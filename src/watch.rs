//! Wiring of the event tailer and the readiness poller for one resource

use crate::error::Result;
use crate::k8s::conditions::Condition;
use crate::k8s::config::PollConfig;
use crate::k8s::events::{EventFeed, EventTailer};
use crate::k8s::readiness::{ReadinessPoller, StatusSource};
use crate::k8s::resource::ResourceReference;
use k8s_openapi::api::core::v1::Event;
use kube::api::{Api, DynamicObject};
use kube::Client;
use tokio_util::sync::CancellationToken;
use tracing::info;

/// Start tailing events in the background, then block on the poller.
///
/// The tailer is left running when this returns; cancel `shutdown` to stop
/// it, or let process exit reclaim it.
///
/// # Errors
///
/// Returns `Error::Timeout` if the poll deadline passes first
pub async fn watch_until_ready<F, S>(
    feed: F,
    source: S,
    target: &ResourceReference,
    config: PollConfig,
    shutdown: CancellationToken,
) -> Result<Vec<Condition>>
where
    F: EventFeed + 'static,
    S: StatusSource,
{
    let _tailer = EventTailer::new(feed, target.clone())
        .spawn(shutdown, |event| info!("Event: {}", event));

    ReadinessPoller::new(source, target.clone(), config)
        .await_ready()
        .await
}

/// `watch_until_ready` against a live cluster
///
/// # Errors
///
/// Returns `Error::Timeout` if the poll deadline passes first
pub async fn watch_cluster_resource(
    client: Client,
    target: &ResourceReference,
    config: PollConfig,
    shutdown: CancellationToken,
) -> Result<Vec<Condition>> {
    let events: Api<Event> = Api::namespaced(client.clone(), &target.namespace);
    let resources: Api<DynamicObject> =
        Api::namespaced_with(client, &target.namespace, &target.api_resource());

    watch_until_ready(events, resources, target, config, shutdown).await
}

::::::::::

- _Exercise instructions_:
Each record above is to be reproduced exactly, in full.

- _Written reply_:
filename src/watch.rs
//! Wiring of the event tailer and the readiness poller for one resource

use crate::error::Result;
use crate::k8s::conditions::Condition;
use crate::k8s::config::PollConfig;
use crate::k8s::events::{EventFeed, EventTailer};
use crate::k8s::readiness::{ReadinessPoller, StatusSource};
use crate::k8s::resource::ResourceReference;
use k8s_openapi::api::core::v1::Event;
use kube::api::{Api, DynamicObject};
use kube::Client;
use tokio_util::sync::CancellationToken;
use tracing::info;

/// Start tailing events in the background, then block on the poller.
///
/// The tailer is left running when this returns; cancel `shutdown` to stop
/// it, or let process exit reclaim it.
///
/// # Errors
///
/// Returns `Error::Timeout` if the poll deadline passes first
pub async fn watch_until_ready<F, S>(
    feed: F,
    source: S,
    target: &ResourceReference,
    config: PollConfig,
    shutdown: CancellationToken,
) -> Result<Vec<Condition>>
where
    F: EventFeed + 'static,
    S: StatusSource,
{
    let _tailer = EventTailer::new(feed, target.clone())
        .spawn(shutdown, |event| info!("Event: {}", event));

    ReadinessPoller::new(source, target.clone(), config)
        .await_ready()
        .await
}

/// `watch_until_ready` against a live cluster
///
/// # Errors
///
/// Returns `Error::Timeout` if the poll deadline passes first
pub async fn watch_cluster_resource(
    client: Client,
    target: &ResourceReference,
    config: PollConfig,
    shutdown: CancellationToken,
) -> Result<Vec<Condition>> {
    let events: Api<Event> = Api::namespaced(client.clone(), &target.namespace);
    let resources: Api<DynamicObject> =
        Api::namespaced_with(client, &target.namespace, &target.api_resource());

    watch_until_ready(events, resources, target, config, shutdown).await
}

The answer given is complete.